Cine y TV

«El tren es el mundo»: Snowpiercer y el ferrocarril subterráneo

Snowpiercer y el ferrocarril subterráneo
Algunas páginas de Le Transperceneige: Intégrale, de Jacques Lob, Jean-Marc Rochette y Benjamin Legrand, 2014. Imagen: Casterman. Posteriormente fue adaptado para la película y la serie Snowpiercer.

Este artículo es un adelanto de nuestra trimestral Jot Down  nº 47 «Locomotive»

En principio fue novela gráfica, después película, serie finalmente. El verbo era uno: sobrevivir. Circunnavegando la tierra helada en un tren de 1001 vagones, con nombre propio y leyes inamovibles. La ficción especulativa y el cambio climático. La ficción en la realidad y viceversa.

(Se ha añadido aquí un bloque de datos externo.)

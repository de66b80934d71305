use std::collections::HashMap;

use serde_json::Value;

use crate::error::AdapterError;
use crate::event::InvocationEvent;

/// Request body after normalization.
#[derive(Debug, Clone, PartialEq)]
pub enum RequestBody {
    Empty,
    /// Raw text, kept verbatim when no structured content type is declared.
    Text(String),
    /// Parsed structure when the content type declared JSON.
    Json(Value),
}

impl RequestBody {
    pub fn as_json(&self) -> Option<&Value> {
        match self {
            RequestBody::Json(value) => Some(value),
            _ => None,
        }
    }

    pub fn as_text(&self) -> Option<&str> {
        match self {
            RequestBody::Text(text) => Some(text),
            _ => None,
        }
    }

    pub fn is_empty(&self) -> bool {
        matches!(self, RequestBody::Empty)
    }
}

/// Platform event reshaped into what a framework-style handler expects:
/// routing prefix stripped, header keys lowercased, body parsed, query
/// defaulted.
#[derive(Debug, Clone)]
pub struct NormalizedRequest {
    pub method: String,
    pub path: String,
    pub headers: HashMap<String, String>,
    pub body: RequestBody,
    pub query: HashMap<String, String>,
}

impl NormalizedRequest {
    pub fn from_event(
        event: InvocationEvent,
        route_prefix: &str,
    ) -> Result<Self, AdapterError> {
        let path = strip_route_prefix(&event.path, route_prefix);
        let headers: HashMap<String, String> = event
            .headers
            .into_iter()
            .map(|(name, value)| (name.to_ascii_lowercase(), value))
            .collect();
        let body = parse_body(event.body, headers.get("content-type").map(String::as_str))?;

        Ok(Self {
            method: event.http_method,
            path,
            headers,
            body,
            query: event.query_string_parameters.unwrap_or_default(),
        })
    }

    /// Case-insensitive header lookup.
    pub fn header(&self, name: &str) -> Option<&str> {
        self.headers
            .get(&name.to_ascii_lowercase())
            .map(String::as_str)
    }
}

/// Strip the host's fixed routing prefix. Idempotent: a path that no longer
/// starts with the prefix passes through untouched. An empty remainder
/// becomes `/`.
pub fn strip_route_prefix(path: &str, prefix: &str) -> String {
    let rest = path.strip_prefix(prefix).unwrap_or(path);
    if rest.is_empty() {
        "/".to_string()
    } else {
        rest.to_string()
    }
}

fn parse_body(
    body: Option<String>,
    content_type: Option<&str>,
) -> Result<RequestBody, AdapterError> {
    let raw = match body {
        Some(raw) if !raw.trim().is_empty() => raw,
        _ => return Ok(RequestBody::Empty),
    };

    if declares_json(content_type) {
        let value: Value = serde_json::from_str(&raw).map_err(|_| {
            AdapterError::MalformedBody {
                content_type: "application/json".to_string(),
            }
        })?;
        return Ok(RequestBody::Json(value));
    }

    Ok(RequestBody::Text(raw))
}

fn declares_json(content_type: Option<&str>) -> bool {
    // Parameters like "; charset=utf-8" don't change the essence type.
    content_type
        .and_then(|value| value.split(';').next())
        .map(|essence| {
            let essence = essence.trim();
            essence.eq_ignore_ascii_case("application/json")
                || essence.to_ascii_lowercase().ends_with("+json")
        })
        .unwrap_or(false)
}
use std::collections::HashMap;

use serde_json::json;
use thiserror::Error;

use crate::event::InvocationResult;

/// Failures the adapter converts into structured results instead of
/// letting them reach the host's fault path.
#[derive(Debug, Error)]
pub enum AdapterError {
    /// Body present but not parseable as the declared content type.
    #[error("request body is not valid {content_type}")]
    MalformedBody { content_type: String },

    /// The wrapped handler returned an error. The detail is for logs only
    /// and never reaches the response.
    #[error("handler failed: {0}")]
    HandlerFault(String),

    /// No handler capability is configured.
    #[error("no handler registered for {method} {path}")]
    Unimplemented { path: String, method: String },
}

impl AdapterError {
    /// Map the failure to the HTTP-shaped result the caller sees.
    pub fn into_result(self) -> InvocationResult {
        match self {
            AdapterError::MalformedBody { content_type } => plain(
                400,
                json!({
                    "error": format!("request body is not valid {content_type}")
                }),
            ),
            AdapterError::HandlerFault(_) => {
                plain(500, json!({"error": "internal server error"}))
            }
            AdapterError::Unimplemented { path, method } => plain(
                501,
                json!({
                    "message": "no handler is configured for this function",
                    "path": path,
                    "method": method
                }),
            ),
        }
    }
}

fn plain(status_code: u16, body: serde_json::Value) -> InvocationResult {
    InvocationResult {
        status_code,
        headers: HashMap::new(),
        body: body.to_string(),
    }
}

En otro principio también fue novela y después serie de televisión. El verbo era el mismo: sobrevivir. Atravesando el territorio de Estados Unidos, de sur a norte, para huir de la esclavitud, en un tren metafórico que circula por estaciones subterráneas. El pasado infame de todo un país y la transformación de un símbolo en un sistema físico, operativo, con su propia infraestructura. La realidad en la ficción y viceversa.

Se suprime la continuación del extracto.